Incessant VT is an uncommon arrhythmia that is refractory to antiarrhythmic drugs and to repeated external cardioversion. This type of VT is a therapeutic challenge, in that antiarrhythmic agents can cause myocardial depression or vasodilation, thus aggravating the condition. ¹ Such medications might even encourage the incessant mechanism itself by slowing cardiac conduction and assisting reentry. Moreover, antiarrhythmic agents, separately or in combination, can initiate torsades de pointes and subsequent hemodynamic decline. Use of an ICD is also ineffective; its relatively slow rate is not particularly effective for tachycardias, and it is not suited to incessant arrhythmias. ¹ In fact, because an ICD delivers multiple shocks and does not prevent recurrences, its use is contraindicated as a sole therapeutic option. ²

Transcoronary chemical (alcohol) ablation ² is a new treatment for VT that is still in the experimental stage.

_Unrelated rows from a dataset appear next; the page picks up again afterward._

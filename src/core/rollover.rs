//! Month rollover - closes out the current budgeting cycle.
//!
//! One call snapshots every spending pot into immutable history, resets the
//! spending pots named in the allocation list (optionally carrying forward
//! their unspent balance), and accumulates the savings pots. The operation
//! is deliberately not idempotent: calling it twice produces two snapshots
//! and double-applies allocations, so the caller invokes it at most once per
//! cycle and concurrent calls are serialized process-wide.

use crate::{
    core::retry,
    entities::{
        SavingsPot, SpendingPot, Transaction, historic_month, historic_pot, savings_pot,
        spending_pot, transaction,
    },
    errors::{Error, Result},
};
use chrono::{DateTime, Utc};
use sea_orm::{Set, TransactionTrait, prelude::*};
use std::collections::{HashMap, HashSet};
use tokio::sync::Mutex;
use tracing::{info, instrument};

// add_new_month touches every pot and is not idempotent, so only one call
// may run at a time in this process
static ROLLOVER_LOCK: Mutex<()> = Mutex::const_new(());

/// One pot's share of the new cycle's income.
#[derive(Debug, Clone, Copy, PartialEq, Eq)]
pub struct PotAllocation {
    /// Pot receiving the allocation
    pub pot_id: i64,
    /// Amount to add this cycle, in minor units
    pub amount_to_add: i64,
}

/// Before/after figures for one spending pot reset by a rollover.
#[derive(Debug, Clone)]
pub struct SpendingPotRollover {
    /// Name of the pot
    pub pot_name: String,
    /// Unspent balance before the reset
    pub previous_left: i64,
    /// Portion of `previous_left` carried into the new allocation
    pub rolled_over: i64,
    /// The pot's allocation for the new cycle
    pub new_allocated: i64,
}

/// Result of a completed month rollover.
#[derive(Debug, Clone)]
pub struct RolloverSummary {
    /// Id of the historic snapshot that was written
    pub month_id: i64,
    /// Moment the snapshot was taken
    pub date_added: DateTime<Utc>,
    /// Number of spending pots captured in the snapshot
    pub pots_snapshotted: usize,
    /// Total spent across all spending pots at snapshot time
    pub total_spent: i64,
    /// Total added to savings pots by this call
    pub total_saved: i64,
    /// Detailed results for each spending pot that was reset
    pub spending_resets: Vec<SpendingPotRollover>,
}

/// Closes the current cycle and opens the next one.
///
/// Every spending pot is snapshotted as it stands; then each pot named in
/// `spending_allocations` is reset to `amount_to_add` plus, when its id is
/// in `rollover_pot_ids`, its previous unspent balance. Savings allocations
/// accumulate unconditionally. Any unknown pot id fails the whole call with
/// `PotNotFound` - there is no partial rollover.
#[instrument(skip(db, rollover_pot_ids, spending_allocations, savings_allocations))]
pub async fn add_new_month(
    db: &DatabaseConnection,
    monthly_income: i64,
    rollover_pot_ids: &[i64],
    spending_allocations: &[PotAllocation],
    savings_allocations: &[PotAllocation],
) -> Result<RolloverSummary> {
    let _guard = ROLLOVER_LOCK.lock().await;

    retry::with_conflict_retry("add_new_month", || {
        add_new_month_once(
            db,
            monthly_income,
            rollover_pot_ids,
            spending_allocations,
            savings_allocations,
        )
    })
    .await
}

#[allow(clippy::too_many_lines)]
async fn add_new_month_once(
    db: &DatabaseConnection,
    monthly_income: i64,
    rollover_pot_ids: &[i64],
    spending_allocations: &[PotAllocation],
    savings_allocations: &[PotAllocation],
) -> Result<RolloverSummary> {
    let txn = db.begin().await?;
    let now = Utc::now();

    let spending_pots = SpendingPot::find().all(&txn).await?;
    let pots_by_id: HashMap<i64, &spending_pot::Model> =
        spending_pots.iter().map(|p| (p.id, p)).collect();

    // Validate every referenced id up front so the call aborts whole; a pot
    // listed twice in one allocation list would silently last-win
    for id in rollover_pot_ids {
        if !pots_by_id.contains_key(id) {
            return Err(Error::PotNotFound { id: *id });
        }
    }
    let mut seen_spending = HashSet::new();
    for alloc in spending_allocations {
        if !pots_by_id.contains_key(&alloc.pot_id) {
            return Err(Error::PotNotFound { id: alloc.pot_id });
        }
        if !seen_spending.insert(alloc.pot_id) {
            return Err(Error::InvalidAllocation {
                message: format!(
                    "Pot {} appears more than once in the spending allocations",
                    alloc.pot_id
                ),
            });
        }
    }
    let mut savings_by_id: HashMap<i64, savings_pot::Model> = HashMap::new();
    for alloc in savings_allocations {
        let pot = SavingsPot::find_by_id(alloc.pot_id)
            .one(&txn)
            .await?
            .ok_or(Error::PotNotFound { id: alloc.pot_id })?;
        if savings_by_id.insert(alloc.pot_id, pot).is_some() {
            return Err(Error::InvalidAllocation {
                message: format!(
                    "Pot {} appears more than once in the savings allocations",
                    alloc.pot_id
                ),
            });
        }
    }

    let total_spent: i64 = spending_pots.iter().map(|p| p.amount_spent).sum();
    let total_saved: i64 = savings_allocations.iter().map(|a| a.amount_to_add).sum();

    // Snapshot header plus a frozen copy of every spending pot, pre-reset
    let month = historic_month::ActiveModel {
        date_added: Set(now),
        monthly_income: Set(monthly_income),
        amount_saved: Set(total_saved),
        amount_spent: Set(total_spent),
        ..Default::default()
    }
    .insert(&txn)
    .await?;

    for pot in &spending_pots {
        historic_pot::ActiveModel {
            month_id: Set(month.id),
            pot_id: Set(pot.id),
            pot_amount: Set(pot.amount_allocated),
            pot_amount_spent: Set(pot.amount_spent),
            pot_amount_left: Set(pot.amount_left),
            ..Default::default()
        }
        .insert(&txn)
        .await?;
    }

    // Attribute this cycle's allocated transactions to the snapshot;
    // anything still unprocessed rolls into the next one
    {
        use sea_orm::sea_query::Expr;
        Transaction::update_many()
            .col_expr(transaction::Column::MonthId, Expr::value(month.id))
            .filter(transaction::Column::Processed.eq(true))
            .filter(transaction::Column::MonthId.is_null())
            .exec(&txn)
            .await?;
    }

    // Reset the allocated spending pots for the new cycle
    let rollover_set: HashSet<i64> = rollover_pot_ids.iter().copied().collect();
    let mut spending_resets = Vec::with_capacity(spending_allocations.len());
    for alloc in spending_allocations {
        let pot = pots_by_id[&alloc.pot_id];
        let rolled_over = if rollover_set.contains(&alloc.pot_id) {
            pot.amount_left
        } else {
            0
        };
        let new_allocated = alloc.amount_to_add + rolled_over;

        let mut active: spending_pot::ActiveModel = pot.clone().into();
        active.amount_allocated = Set(new_allocated);
        active.amount_added_this_cycle = Set(alloc.amount_to_add);
        active.amount_spent = Set(0);
        active.amount_left = Set(new_allocated);
        active.update(&txn).await?;

        spending_resets.push(SpendingPotRollover {
            pot_name: pot.name.clone(),
            previous_left: pot.amount_left,
            rolled_over,
            new_allocated,
        });
    }

    // Savings never reset; rollover choice does not apply
    for alloc in savings_allocations {
        let pot = savings_by_id
            .remove(&alloc.pot_id)
            .ok_or(Error::PotNotFound { id: alloc.pot_id })?;
        let new_saved = pot.amount_saved + alloc.amount_to_add;
        let mut active: savings_pot::ActiveModel = pot.into();
        active.amount_saved = Set(new_saved);
        active.amount_added_this_cycle = Set(alloc.amount_to_add);
        active.update(&txn).await?;
    }

    txn.commit().await?;

    info!(
        month_id = month.id,
        pots = spending_pots.len(),
        total_spent,
        total_saved,
        "month rollover complete"
    );

    Ok(RolloverSummary {
        month_id: month.id,
        date_added: now,
        pots_snapshotted: spending_pots.len(),
        total_spent,
        total_saved,
        spending_resets,
    })
}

The 1st step of this technique is precise endocardial mapping. Then the smallest tachycardia-related coronary vessel is cannulated, and intracoronary cold saline or antiarrhythmic agents are injected to test whether the tachycardia will terminate. If that is successful, a small amount of pure ethanol is injected into the vessel. In our patient, this approach was not possible because of long-term occlusion of the right coronary artery.

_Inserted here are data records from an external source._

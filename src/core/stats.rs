//! Stats aggregator - read-only projections over current and historic state.
//!
//! Nothing in this module mutates the store; every figure is derived from
//! the live pots, the transaction history, and the frozen month snapshots.

use crate::{
    entities::{
        HistoricMonth, HistoricPot, Transaction, historic_month, historic_pot, transaction,
    },
    errors::{Error, Result},
};
use chrono::NaiveDate;
use sea_orm::{QueryOrder, QuerySelect, prelude::*};
use serde::Serialize;
use std::collections::HashMap;

/// How many merchants a month report lists, by total spend.
const TOP_MERCHANT_LIMIT: usize = 10;

/// Headline figures for the home dashboard.
#[derive(Debug, Clone, Serialize, PartialEq, Eq)]
pub struct HomepageStats {
    /// Most recently recorded monthly income, 0 before the first rollover
    pub money_in: i64,
    /// Sum of `amount_spent` across all spending pots
    pub money_spent: i64,
    /// Sum of `amount_left` across all spending pots
    pub money_left: i64,
    /// Sum of `amount_saved` across all savings pots
    pub total_in_savings: i64,
    /// Sum of `amount_allocated` across all spending pots
    pub total_in_spending_pots: i64,
}

/// Total spend at one merchant within a month window.
#[derive(Debug, Clone, Serialize)]
pub struct MerchantSpend {
    /// Merchant name as reported by the bank
    pub merchant_name: String,
    /// Total spent there, in minor units
    pub total: i64,
}

/// Total spend booked on one day.
#[derive(Debug, Clone, Serialize)]
pub struct DailySpend {
    /// Booking date
    pub date: NaiveDate,
    /// Total spent that day, in minor units
    pub total: i64,
}

/// A frozen month snapshot projected into reporting shape.
#[derive(Debug, Clone, Serialize)]
pub struct HistoricMonthReport {
    /// The snapshot header
    pub month: historic_month::Model,
    /// Frozen per-pot figures
    pub pots: Vec<historic_pot::Model>,
    /// Merchants with the highest spend in the snapshot window
    pub top_merchants: Vec<MerchantSpend>,
    /// Spend per booking day in the snapshot window
    pub daily_spend: Vec<DailySpend>,
}

/// Snapshots plus totals for the yearly report.
#[derive(Debug, Clone, Serialize)]
pub struct YearlyHistoricData {
    /// Up to the last twelve snapshots, newest first
    pub months: Vec<historic_month::Model>,
    /// Income summed across those snapshots
    pub total_income: i64,
    /// Spend summed across those snapshots
    pub total_spent: i64,
    /// Savings contributions summed across those snapshots
    pub total_saved: i64,
}

/// Computes the home dashboard figures from current pot state.
pub async fn get_homepage_stats(db: &DatabaseConnection) -> Result<HomepageStats> {
    let spending = crate::core::pot::get_all_spending_pots(db).await?;
    let savings = crate::core::pot::get_all_savings_pots(db).await?;

    let latest_month = HistoricMonth::find()
        .order_by_desc(historic_month::Column::DateAdded)
        .order_by_desc(historic_month::Column::Id)
        .one(db)
        .await?;

    Ok(HomepageStats {
        money_in: latest_month.map_or(0, |m| m.monthly_income),
        money_spent: spending.iter().map(|p| p.amount_spent).sum(),
        money_left: spending.iter().map(|p| p.amount_left).sum(),
        total_in_savings: savings.iter().map(|p| p.amount_saved).sum(),
        total_in_spending_pots: spending.iter().map(|p| p.amount_allocated).sum(),
    })
}

/// Projects one frozen month snapshot into reporting shape.
///
/// Merchant and per-day figures come from the transactions attributed to
/// this snapshot when the rollover closed the cycle; transactions allocated
/// afterwards belong to the next snapshot.
pub async fn get_historic_month_data(
    db: &DatabaseConnection,
    month_id: i64,
) -> Result<HistoricMonthReport> {
    let month = HistoricMonth::find_by_id(month_id)
        .one(db)
        .await?
        .ok_or(Error::MonthNotFound { id: month_id })?;

    let pots = HistoricPot::find()
        .filter(historic_pot::Column::MonthId.eq(month_id))
        .order_by_asc(historic_pot::Column::PotId)
        .all(db)
        .await?;

    let transactions = Transaction::find()
        .filter(transaction::Column::MonthId.eq(month_id))
        .all(db)
        .await?;

    let mut by_merchant: HashMap<String, i64> = HashMap::new();
    let mut by_day: HashMap<NaiveDate, i64> = HashMap::new();
    for tx in &transactions {
        *by_merchant.entry(tx.merchant_name.clone()).or_default() += tx.amount;
        *by_day.entry(tx.booking_date).or_default() += tx.amount;
    }

    let mut top_merchants: Vec<MerchantSpend> = by_merchant
        .into_iter()
        .map(|(merchant_name, total)| MerchantSpend {
            merchant_name,
            total,
        })
        .collect();
    top_merchants.sort_by(|a, b| b.total.cmp(&a.total).then(a.merchant_name.cmp(&b.merchant_name)));
    top_merchants.truncate(TOP_MERCHANT_LIMIT);

    let mut daily_spend: Vec<DailySpend> = by_day
        .into_iter()
        .map(|(date, total)| DailySpend { date, total })
        .collect();
    daily_spend.sort_by_key(|d| d.date);

    Ok(HistoricMonthReport {
        month,
        pots,
        top_merchants,
        daily_spend,
    })
}

/// Returns the last twelve snapshots (newest first) and their totals.
pub async fn get_yearly_historic_data(db: &DatabaseConnection) -> Result<YearlyHistoricData> {
    let months = HistoricMonth::find()
        .order_by_desc(historic_month::Column::DateAdded)
        .order_by_desc(historic_month::Column::Id)
        .limit(12)
        .all(db)
        .await?;

    Ok(YearlyHistoricData {
        total_income: months.iter().map(|m| m.monthly_income).sum(),
        total_spent: months.iter().map(|m| m.amount_spent).sum(),
        total_saved: months.iter().map(|m| m.amount_saved).sum(),
        months,
    })
}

The treatment of choice for incessant tachyarrhythmia is direct intervention to alter the substrate; however, safety must be the foremost consideration. ¹ The available options are radiofrequency catheter ablation or ablative surgery; of these, radiofrequency ablation is preferred. ³ Its success rate in patients who have ventricular tachycardia with structural heart disease ranges from 45% to 75%. Recently, Greenspon and coworkers ⁴ reported their development and use of a multielectrode “basket” catheter for endocardial recording and pacing. This catheter may decrease the length of time required for VT analysis and enhance the postoperative outcome of radiofrequency ablation. ⁴ Even after successful radiofrequency ablation, the use of an ICD is generally advisable because recurrence of the arrhythmia occurs so frequently. ³ It has been shown that with the use of a hand-held probe, ⁵ freezing in the area of an old scar can ablate the associated arrhythmogenic substrate of VT permanently. In addition, the use of reversible “ice mapping” allows electrophysiologic properties to be overridden, thereby enabling examination of the arrhythmogenic area before definitive ablation is performed.

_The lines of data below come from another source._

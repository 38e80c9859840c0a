//! Bounded retry for transient database write conflicts.
//!
//! SQLite serializes writers; a second writer sees a busy/locked error
//! instead of a partially applied update. Mutating operations re-run the
//! whole transaction a bounded number of times before surfacing `Conflict`.

use crate::errors::{Error, Result};
use std::future::Future;
use tracing::warn;

const MAX_ATTEMPTS: u32 = 3;

/// Returns true when a database error is a transient serialization failure
/// worth retrying rather than a real fault.
fn is_serialization_failure(err: &sea_orm::DbErr) -> bool {
    let message = err.to_string().to_lowercase();
    message.contains("database is locked")
        || message.contains("database table is locked")
        || message.contains("busy")
}

/// Runs `op` up to three times, retrying on transient write conflicts. Any
/// other outcome (success or a non-transient error) is returned
/// immediately. The closure must restart its own database transaction on
/// every call.
pub async fn with_conflict_retry<T, F, Fut>(operation: &str, mut op: F) -> Result<T>
where
    F: FnMut() -> Fut,
    Fut: Future<Output = Result<T>>,
{
    let mut attempt = 1;
    loop {
        match op().await {
            Err(Error::Database(db_err)) if is_serialization_failure(&db_err) => {
                if attempt >= MAX_ATTEMPTS {
                    return Err(Error::Conflict {
                        message: format!(
                            "{operation} failed after {MAX_ATTEMPTS} attempts: {db_err}"
                        ),
                    });
                }
                warn!(operation, attempt, error = %db_err, "retrying after write conflict");
                attempt += 1;
            }
            other => return other,
        }
    }
}

#[cfg(test)]
mod tests {
    #![allow(clippy::unwrap_used)]
    use super::*;
    use std::sync::atomic::{AtomicU32, Ordering};

    #[tokio::test]
    async fn test_success_passes_through() -> Result<()> {
        let value = with_conflict_retry("op", || async { Ok(42) }).await?;
        assert_eq!(value, 42);
        Ok(())
    }

    #[tokio::test]
    async fn test_non_transient_error_not_retried() {
        let calls = AtomicU32::new(0);
        let result: Result<()> = with_conflict_retry("op", || {
            calls.fetch_add(1, Ordering::SeqCst);
            async {
                Err(Error::TransactionNotFound { id: 1 })
            }
        })
        .await;

        assert!(matches!(
            result.unwrap_err(),
            Error::TransactionNotFound { id: 1 }
        ));
        assert_eq!(calls.load(Ordering::SeqCst), 1);
    }

    #[tokio::test]
    async fn test_transient_error_retried_then_succeeds() -> Result<()> {
        let calls = AtomicU32::new(0);
        let value = with_conflict_retry("op", || {
            let n = calls.fetch_add(1, Ordering::SeqCst);
            async move {
                if n == 0 {
                    Err(Error::Database(sea_orm::DbErr::Custom(
                        "database is locked".to_string(),
                    )))
                } else {
                    Ok(7)
                }
            }
        })
        .await?;

        assert_eq!(value, 7);
        assert_eq!(calls.load(Ordering::SeqCst), 2);
        Ok(())
    }

    #[tokio::test]
    async fn test_exhausted_retries_surface_conflict() {
        let result: Result<()> = with_conflict_retry("op", || async {
            Err(Error::Database(sea_orm::DbErr::Custom(
                "database is locked".to_string(),
            )))
        })
        .await;

        assert!(matches!(result.unwrap_err(), Error::Conflict { message: _ }));
    }
}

In a study by Lee and colleagues, ⁶ the operative mortality rate of patients undergoing ventricular surgery was 8%; an age of more than 65 years was the most important risk factor. Postoperative programmed electrical stimulation showed 63% of the patients to have noninducible tachycardia and the other 37% to have inducible tachycardia. Shumway's group ⁷ reported similar results. In a postmortem examination, Watanabe and associates ⁸ performed a histologic examination of chronic cryolesions in a case involving ventricular tachycardia. A homogenous fibrous scar was found, with sinusoid capillary proliferation all around. The boundary between the area of fibrosis and the healthy myocardium was distinct. Those authors concluded that cryothermia, by clearly defining lesions unlikely to cause arrhythmias, constitutes an effective surgical technique for correcting arrhythmias.

In summary, our patient had incessant ventricular tachycardia despite treatment with a combination of antiarrhythmic medications. A cardioverter/defibrillator was implanted, and several attempts of programmed electrical stimulation and radiofrequency ablation were unsuccessful. Finally, intraoperative arrhythmia mapping and application of cryoablation halted the ventricular tachycardia. At an 18-month follow-up, the patient was free of arrhythmia, with a satisfactory left ventricular ejection fraction and functional class.